Following is an edited version of the response I left in Peter's blog; I thought it warranted its own post:
Stored procedures are not -- and never can be -- "parameterized views". A view
in an SQL database can be treated the same as a table in virtually every
context. Consider:
SELECT *
FROM Tbl
vs.
SELECT *
FROM
View
One
of the great things about working with views and tables is that the
person querying the database does not need to know whether the base
object being queried is a view or a table. For the sake of writing SQL
queries, they are one and the same. Both a view and a table have
well-defined columns, with well-defined datatypes.
These
assertions cannot be made for a stored procedure as compared with a
view. A stored procedure is related to a view only in as much as both
are defined using SQL syntax. But beyond there, the two diverge into
completely different types of entities. First of all, consider:
SELECT *
FROM StoredProcedure
This
will not work, and will only result in an "invalid object name"

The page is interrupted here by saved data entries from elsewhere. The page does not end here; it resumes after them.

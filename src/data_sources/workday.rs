//! WorkDay job postings.
//!
//! Job postings from a WorkDay recruiting tenant, read with an OAuth2
//! access token obtained from a refresh token at the start of each run.
//! Postings are paged by `offset` and `limit` and submitted to the `job`
//! bundle.
//!
//! # Privacy
//!
//! Only the public posting is read. Hiring manager and recruiter fields are
//! never hashed or mapped.

use async_trait::async_trait;
use serde_json::Value;
use tracing::debug;

use super::{MapOutcome, SourceAdapter, extract_documents, parse_datetime, term_text};
use crate::config::SourceSettings;
use crate::dedup::content_hash;
use crate::error::ImportError;
use crate::fetcher::HttpFetcher;
use crate::model::{Bundle, DocumentIdentity, NormalizedSubmission, RawDocument};
use crate::taxonomy::{LookupTable, Taxonomy, push_unique};

/// ReliefWeb source term for the hiring organization.
const WORKDAY_SOURCE_ID: i64 = 2868;

/// Largest page the API serves.
const PAGE_SIZE: usize = 100;

const HASHED_FIELDS: &[&str] = &[
    "id",
    "title",
    "externalUrl",
    "jobDescription",
    "startDate",
    "endDate",
    "location",
    "jobFamily",
];

/// WorkDay job families mapped to ReliefWeb career category terms.
const JOB_FAMILIES: &[(&str, i64)] = &[
    ("Administration", 6863),
    ("Finance", 6863),
    ("Partnership and Resource Mobilization", 6864),
    ("Information Technology", 6866),
    ("Supply", 6868),
    ("Procurement", 6868),
    ("External Relations", 6869),
    ("Communications", 6869),
    ("Programme", 6871),
    ("Protection", 6871),
];

/// Adapter for WorkDay job postings.
pub struct WorkdayAdapter {
    settings: SourceSettings,
    fetcher: HttpFetcher,
    job_families: LookupTable,
}

impl WorkdayAdapter {
    /// Create a new WorkDay adapter.
    ///
    /// # Arguments
    ///
    /// * `settings` - Importer settings with OAuth2 refresh-token credentials
    pub fn new(settings: SourceSettings) -> Result<Self, ImportError> {
        let fetcher = HttpFetcher::new(&settings)?;
        let job_families =
            LookupTable::build("workday_job_family", JOB_FAMILIES.iter().copied())?;
        Ok(Self {
            settings,
            fetcher,
            job_families,
        })
    }

    /// Families already named after a career category map directly; the
    /// rest go through the WorkDay table.
    fn career_categories(&self, doc: &RawDocument, taxonomy: &Taxonomy) -> Vec<i64> {
        let mut categories = Vec::new();
        for family in doc.list("jobFamily") {
            let Some(family) = term_text(family, &["descriptor"]) else {
                continue;
            };
            if let Some(id) = taxonomy
                .career_categories
                .get(&family)
                .or_else(|| self.job_families.get(&family))
            {
                push_unique(&mut categories, id);
            }
        }
        categories
    }
}

fn total(body: &Option<Value>) -> Option<usize> {
    body.as_ref()?
        .get("total")?
        .as_u64()
        .and_then(|total| usize::try_from(total).ok())
}

#[async_trait]
impl SourceAdapter for WorkdayAdapter {
    fn settings(&self) -> &SourceSettings {
        &self.settings
    }

    fn bundle(&self) -> Bundle {
        Bundle::Job
    }

    async fn fetch(&self) -> Result<Vec<RawDocument>, ImportError> {
        let session = self.fetcher.open_session().await?;
        let limit = self.settings.limit;
        let mut documents = Vec::new();
        let mut offset = 0;

        while documents.len() < limit {
            let page_size = PAGE_SIZE.min(limit - documents.len());
            let body = session
                .get_json(
                    &self.settings.base_url,
                    &[("limit", page_size.to_string()), ("offset", offset.to_string())],
                )
                .await?;

            let total = total(&body);
            let page = extract_documents(self.importer(), body, &["data"]);
            let received = page.len();
            debug!(importer = %self.importer(), offset, received, "Fetched page");

            documents.extend(page);
            offset += received;

            if received < page_size || total.is_some_and(|total| offset >= total) {
                break;
            }
        }

        documents.truncate(limit);
        Ok(documents)
    }

    fn item_id(&self, doc: &RawDocument) -> Option<String> {
        doc.text("id").or_else(|| doc.text("jobPostingId"))
    }

    fn canonical_url(&self, doc: &RawDocument) -> Option<String> {
        doc.text("externalUrl")
    }

    fn compute_hash(&self, doc: &RawDocument) -> String {
        content_hash(doc, HASHED_FIELDS)
    }

    fn map_fields(
        &self,
        doc: &RawDocument,
        identity: &DocumentIdentity,
        taxonomy: &Taxonomy,
    ) -> Result<MapOutcome, ImportError> {
        let Some(title) = doc.text("title") else {
            return Ok(MapOutcome::Skip("missing title".to_string()));
        };

        let mut countries = Vec::new();
        if let Some(country) = doc.pointer("location.country") {
            let id = term_text(country, &["ISO_3166-1_Alpha-3_Code", "iso3"])
                .and_then(|iso3| taxonomy.countries.by_iso3(&iso3))
                .or_else(|| {
                    term_text(country, &["descriptor"])
                        .and_then(|name| taxonomy.countries.by_name(&name))
                });
            if let Some(id) = id {
                push_unique(&mut countries, id);
            }
        }

        let mut submission =
            NormalizedSubmission::new(&self.settings.provider_uuid, Bundle::Job, identity, &title)
                .with_countries(countries);
        submission.body = doc.text("jobDescription").unwrap_or_default();
        submission.source = vec![WORKDAY_SOURCE_ID];
        submission.published = doc.get("startDate").and_then(parse_datetime);
        submission.career_categories = self.career_categories(doc, taxonomy);
        submission.closing_date = doc.get("endDate").and_then(parse_datetime);
        submission.how_to_apply = Some(format!(
            "Please apply online via the job posting: {}",
            identity.url
        ));

        Ok(MapOutcome::Ready(Box::new(submission)))
    }
}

exception. The reason? Stored procedures expose no explicit output
contract. Thanks to conditional branching, dynamic SQL, and SELECT *,
a stored procedure can output vastly different results beween
invocations, or based on different input parameters. It is quite
possible to code a stored procedure that will output no result sets for
one set of input parameters, two result sets for another, and four for
another. Or, it's possible to change the returned result sets, e.g. by
outputting different column names or datatypes. Please note, this is an
extremely poor (and very
dangerous) coding habit to get into -- but the point is, it is
impossible to verify the output of a stored procedure for a given set
of input parameters without running it.
Furthermore, a stored
procedure "late binds" to the base objects being queried. This adds to
the difficulty in verifying the output of a stored procedure, and is
why you can create the following stored procedure without getting an
exception (until you try to run it, of course):
CREATE PROC XYZ
AS
SELECT
*
FROM ThisTableDoesNotExist
GO
These stored procedure behaviors are in stark
contrast to the way views work. Views provide a couple of means of verification:
- The output columns/data types can be verified, and bound to, before actually
querying the view
- A view can be "schema bound", meaning that the
underlying base tables (or other views) which the view is based on cannot be
changed, schema-wise, unless the view is dropped.
For
the first point, simply query the INFORMATION_SCHEMA.COLUMNS or
sys.Columns views, and column information can be determined for a view
without having to query it.
The second point adds to the first
in a few ways. Schema binding brings to views a certain sense of "early
binding," which as I mentioned is missing in stored procedures.
Although no view can be created if one of its base objects does not
exist, schema binding takes it one step further and guarantees that the
base objects used to create the view
must exist, and must not be changed,
for as long as the view is present in the database. This means that if
a schemabound view is created that outputs a certain set of columns
with certain datatypes, it is guaranteed to do so for as long as it
exists in the database -- in other words, its contract is bound to the
schema, and changes to other objects cannot affect it. This is a
powerful guarantee, which stored procedures fail to make.
So now
the question is, if a stored procedures isn't a parameterized view then
what is? The answer, as of SQL Server 2000 (and continuing in 2005), is
the table-valued UDF. A table-valued UDF is parameterized, has an
explicit and verifyable output contract*, and can be schema bound. If
you are looking to implement a solution that makes use of a form of
parameterized views, stored procedures are probably not the right
choice. I think that table-valued UDFs are quite underused and deserve
a second (or first!) look from many T-SQL developers who may have
glossed over them in the past.
*
Note: Unlike for a view, the column list for a table-valued UDF cannot
be queried from the INFORMATION_SCHEMA.COLUMNS table. The column list
is, however, available from sys.Columns.